impl TtlStore {
    /// Create or open the store database under `cache_dir`.
    pub fn open(cache_dir: &Path, config: StoreConfig) -> Result<Self, CoreError> {
        Self::open_with_clock(cache_dir, config, Arc::new(SystemClock))
    }

    /// Like [`TtlStore::open`], with an injected clock (used by tests to
    /// simulate TTL expiry).
    pub fn open_with_clock(
        cache_dir: &Path,
        config: StoreConfig,
        clock: Arc<dyn Clock>,
    ) -> Result<Self, CoreError> {
        std::fs::create_dir_all(cache_dir).map_err(|source| CoreError::FileWrite {
            path: cache_dir.to_path_buf(),
            source,
        })?;

        let db_path = cache_dir.join(DB_FILE);
        let conn = Connection::open(&db_path)
            .map_err(|e| CoreError::store(format!("open {}", db_path.display()), e))?;

        // WAL mode so workers can read while another writes
        conn.pragma_update(None, "journal_mode", "WAL")
            .map_err(|e| CoreError::store("enable WAL mode", e))?;
        conn.busy_timeout(config.busy_timeout)
            .map_err(|e| CoreError::store("set busy timeout", e))?;

        conn.execute_batch(
            r#"
            CREATE TABLE IF NOT EXISTS store_metadata (
                key TEXT PRIMARY KEY,
                value INTEGER NOT NULL
            );

            CREATE TABLE IF NOT EXISTS entries (
                key TEXT PRIMARY KEY,
                namespace TEXT NOT NULL,
                generation INTEGER NOT NULL,
                value BLOB NOT NULL,
                created_at INTEGER NOT NULL,
                ttl_ms INTEGER NOT NULL,
                last_accessed INTEGER NOT NULL
            );

            CREATE TABLE IF NOT EXISTS namespaces (
                namespace TEXT PRIMARY KEY,
                generation INTEGER NOT NULL DEFAULT 0,
                forced_ttl_ms INTEGER
            );

            CREATE INDEX IF NOT EXISTS idx_entries_namespace ON entries(namespace);
            CREATE INDEX IF NOT EXISTS idx_entries_last_accessed ON entries(last_accessed);
            "#,
        )
        .map_err(|e| CoreError::store("create schema", e))?;

        // Version check: clear stale entries on layout change
        let stored_version: Option<i32> = conn
            .query_row(
                "SELECT value FROM store_metadata WHERE key = 'version'",
                [],
                |row| row.get(0),
            )
            .optional()
            .map_err(|e| CoreError::store("query store version", e))?;

        match stored_version {
            Some(v) if v != STORE_VERSION => {
                warn!(
                    stored = v,
                    current = STORE_VERSION,
                    "Store version mismatch, clearing entries"
                );
                conn.execute("DELETE FROM entries", [])
                    .map_err(|e| CoreError::store("clear stale entries", e))?;
                conn.execute(
                    "INSERT OR REPLACE INTO store_metadata (key, value) VALUES ('version', ?)",
                    params![STORE_VERSION],
                )
                .map_err(|e| CoreError::store("update store version", e))?;
            }
            None => {
                conn.execute(
                    "INSERT INTO store_metadata (key, value) VALUES ('version', ?)",
                    params![STORE_VERSION],
                )
                .map_err(|e| CoreError::store("initialize store version", e))?;
            }
            Some(_) => {}
        }

        debug!(path = %db_path.display(), "TTL store opened");

        Ok(Self {
            conn: Mutex::new(conn),
            config,
            clock,
            db_path,
            evictions: AtomicU64::new(0),
            metrics: None,
        })
    }

    /// Attach a metrics shard; eviction counts are reported through it.
    pub fn with_metrics(mut self, metrics: Arc<MetricsShard>) -> Self {
        self.metrics = Some(metrics);
        self
    }

    /// Path of the underlying database file.
    pub fn db_path(&self) -> &Path {
        &self.db_path
    }

    /// Store a value unconditionally (last writer wins).
    ///
    /// `generation` is the namespace generation the caller read *before*
    /// computing the value: if an invalidation bump lands while the value
    /// is being computed, the write goes through but stays invisible.
    pub fn put(
        &self,
        key: &str,
        namespace: &str,
        generation: i64,
        value: &[u8],
        ttl: Duration,
    ) -> Result<(), CoreError> {
        let now = self.clock.now_unix_ms();
        let conn = self.conn.lock();

        conn.execute(
            "INSERT OR IGNORE INTO namespaces (namespace, generation) VALUES (?, 0)",
            params![namespace],
        )
        .map_err(|e| CoreError::store("ensure namespace", e))?;

        conn.execute(
            r#"
            INSERT OR REPLACE INTO entries
                (key, namespace, generation, value, created_at, ttl_ms, last_accessed)
            VALUES (?, ?, ?, ?, ?, ?, ?)
            "#,
            params![
                key,
                namespace,
                generation,
                value,
                now,
                ttl.as_millis() as i64,
                now
            ],
        )
        .map_err(|e| CoreError::store("insert entry", e))?;

        self.enforce_capacity(&conn, now)?;
        Ok(())
    }

    /// Retrieve a value if it is live: inside its TTL window (or the
    /// namespace's forced TTL, if marked possibly stale) and tagged with
    /// the namespace's current generation or newer.
    pub fn get(&self, key: &str, namespace: &str) -> Result<Option<Vec<u8>>, CoreError> {
        let now = self.clock.now_unix_ms();
        let conn = self.conn.lock();

        let row: Option<(Vec<u8>, i64, i64, i64, i64, Option<i64>)> = conn
            .query_row(
                r#"
                SELECT e.value, e.created_at, e.ttl_ms, e.generation,
                       COALESCE(n.generation, 0), n.forced_ttl_ms
                FROM entries e
                LEFT JOIN namespaces n ON n.namespace = e.namespace
                WHERE e.key = ?
                "#,
                params![key],
                |row| {
                    Ok((
                        row.get(0)?,
                        row.get(1)?,
                        row.get(2)?,
                        row.get(3)?,
                        row.get(4)?,
                        row.get(5)?,
                    ))
                },
            )
            .optional()
            .map_err(|e| CoreError::store("query entry", e))?;

        let Some((value, created_at, ttl_ms, entry_gen, ns_gen, forced_ttl_ms)) = row else {
            debug!(key, namespace, "Cache miss");
            return Ok(None);
        };

        let effective_ttl = match forced_ttl_ms {
            Some(forced) => ttl_ms.min(forced),
            None => ttl_ms,
        };

        if now >= created_at + effective_ttl {
            // Lazy expiry: drop the dead row while we hold the lock
            conn.execute("DELETE FROM entries WHERE key = ?", params![key])
                .map_err(|e| CoreError::store("expire entry", e))?;
            debug!(key, "Cache entry expired");
            return Ok(None);
        }

        if entry_gen < ns_gen {
            debug!(key, entry_gen, ns_gen, "Cache entry invalidated by generation");
            return Ok(None);
        }

        conn.execute(
            "UPDATE entries SET last_accessed = ? WHERE key = ?",
            params![now, key],
        )
        .map_err(|e| CoreError::store("touch entry", e))?;

        debug!(key, "Cache hit");
        Ok(Some(value))
    }

    /// Remove a single entry.
    pub fn delete(&self, key: &str) -> Result<(), CoreError> {
        let conn = self.conn.lock();
        conn.execute("DELETE FROM entries WHERE key = ?", params![key])
            .map_err(|e| CoreError::store("delete entry", e))?;
        Ok(())
    }

    /// Remove all entries whose key starts with `prefix`. Returns the
    /// number of removed entries.
    pub fn delete_by_prefix(&self, prefix: &str) -> Result<usize, CoreError> {
        let pattern = format!("{}%", escape_like(prefix));
        let conn = self.conn.lock();
        let count = conn
            .execute(
                "DELETE FROM entries WHERE key LIKE ? ESCAPE '\\'",
                params![pattern],
            )
            .map_err(|e| CoreError::store("delete by prefix", e))?;
        debug!(prefix, count, "Deleted entries by prefix");
        Ok(count)
    }

    /// Current generation of a namespace (0 if never written).
    pub fn generation(&self, namespace: &str) -> Result<i64, CoreError> {
        let conn = self.conn.lock();
        let gen: Option<i64> = conn
            .query_row(
                "SELECT generation FROM namespaces WHERE namespace = ?",
                params![namespace],
                |row| row.get(0),
            )
            .optional()
            .map_err(|e| CoreError::store("query generation", e))?;
        Ok(gen.unwrap_or(0))
    }

    /// Raise a namespace's generation to at least `floor` (compare-and-set:
    /// `generation = MAX(generation, floor)`), making every entry tagged
    /// with an older generation invisible. Commutative and idempotent, so
    /// duplicate or reordered invalidation events are harmless. A
    /// successful bump also clears any "possibly stale" forced TTL.
    ///
    /// Returns true if the generation actually advanced.
    pub fn bump_generation(&self, namespace: &str, floor: i64) -> Result<bool, CoreError> {
        let conn = self.conn.lock();
        conn.execute(
            r#"
            INSERT INTO namespaces (namespace, generation) VALUES (?1, ?2)
            ON CONFLICT(namespace) DO UPDATE
                SET generation = ?2, forced_ttl_ms = NULL
                WHERE namespaces.generation < ?2
            "#,
            params![namespace, floor],
        )
        .map_err(|e| CoreError::store("bump generation", e))?;

        Ok(conn.changes() > 0)
    }

    /// Mark a namespace as possibly stale: until the next successful
    /// generation bump, its entries are served with at most `forced_ttl`.
    pub fn mark_possibly_stale(
        &self,
        namespace: &str,
        forced_ttl: Duration,
    ) -> Result<(), CoreError> {
        let conn = self.conn.lock();
        conn.execute(
            r#"
            INSERT INTO namespaces (namespace, generation, forced_ttl_ms) VALUES (?1, 0, ?2)
            ON CONFLICT(namespace) DO UPDATE SET forced_ttl_ms = ?2
            "#,
            params![namespace, forced_ttl.as_millis() as i64],
        )
        .map_err(|e| CoreError::store("mark namespace stale", e))?;
        warn!(namespace, "Namespace marked possibly stale, forced TTL active");
        Ok(())
    }

    /// Remove all entries (generations are preserved).
    pub fn clear(&self) -> Result<(), CoreError> {
        let conn = self.conn.lock();
        conn.execute("DELETE FROM entries", [])
            .map_err(|e| CoreError::store("clear entries", e))?;
        debug!("Store cleared");
        Ok(())
    }

    /// Store statistics for observability and the CLI.
    pub fn stats(&self) -> Result<StoreStats, CoreError> {
        let now = self.clock.now_unix_ms();
        let conn = self.conn.lock();

        let total_entries: i64 = conn
            .query_row("SELECT COUNT(*) FROM entries", [], |row| row.get(0))
            .map_err(|e| CoreError::store("count entries", e))?;

        let live_entries: i64 = conn
            .query_row(
                r#"
                SELECT COUNT(*)
                FROM entries e
                LEFT JOIN namespaces n ON n.namespace = e.namespace
                WHERE e.created_at + MIN(e.ttl_ms, COALESCE(n.forced_ttl_ms, e.ttl_ms)) > ?
                  AND e.generation >= COALESCE(n.generation, 0)
                "#,
                params![now],
                |row| row.get(0),
            )
            .map_err(|e| CoreError::store("count live entries", e))?;

        let total_size: i64 = conn
            .query_row("SELECT SUM(LENGTH(value)) FROM entries", [], |row| {
                row.get(0)
            })
            .unwrap_or(0);

        let namespace_count: i64 = conn
            .query_row(
                "SELECT COUNT(DISTINCT namespace) FROM entries",
                [],
                |row| row.get(0),
            )
            .map_err(|e| CoreError::store("count namespaces", e))?;

        Ok(StoreStats {
            total_entries: total_entries as usize,
            live_entries: live_entries as usize,
            total_size_bytes: total_size as usize,
            namespace_count: namespace_count as usize,
            evictions: self.evictions.load(Ordering::Relaxed),
        })
    }

    /// Evict down to capacity: dead entries first, then least recently used.
    fn enforce_capacity(&self, conn: &Connection, now: i64) -> Result<(), CoreError> {
        let count: i64 = conn
            .query_row("SELECT COUNT(*) FROM entries", [], |row| row.get(0))
            .map_err(|e| CoreError::store("count entries", e))?;

        let over = count - self.config.max_entries as i64;
        if over <= 0 {
            return Ok(());
        }

        let expired = conn
            .execute(
                "DELETE FROM entries WHERE created_at + ttl_ms <= ?",
                params![now],
            )
            .map_err(|e| CoreError::store("sweep expired entries", e))?;

        let still_over = over - expired as i64;
        let mut evicted = 0usize;
        if still_over > 0 {
            evicted = conn
                .execute(
                    r#"
                    DELETE FROM entries WHERE key IN (
                        SELECT key FROM entries ORDER BY last_accessed ASC LIMIT ?
                    )
                    "#,
                    params![still_over],
                )
                .map_err(|e| CoreError::store("evict LRU entries", e))?;
        }

        let total = expired + evicted;
        if total > 0 {
            self.evictions.fetch_add(total as u64, Ordering::Relaxed);
            if let Some(metrics) = &self.metrics {
                metrics.increment_by("ciboard_store_evictions_total", &[], total as u64);
            }
            debug!(expired, evicted, "Evicted entries under capacity pressure");
        }
        Ok(())
    }
}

▬▬▬▬▬▬▬▬▬▬

AIM OF THE EXERCISE: Go through the material above line by line and work out how many lines contain the word "TtlStore"; give only that number.

THE ANSWER: 2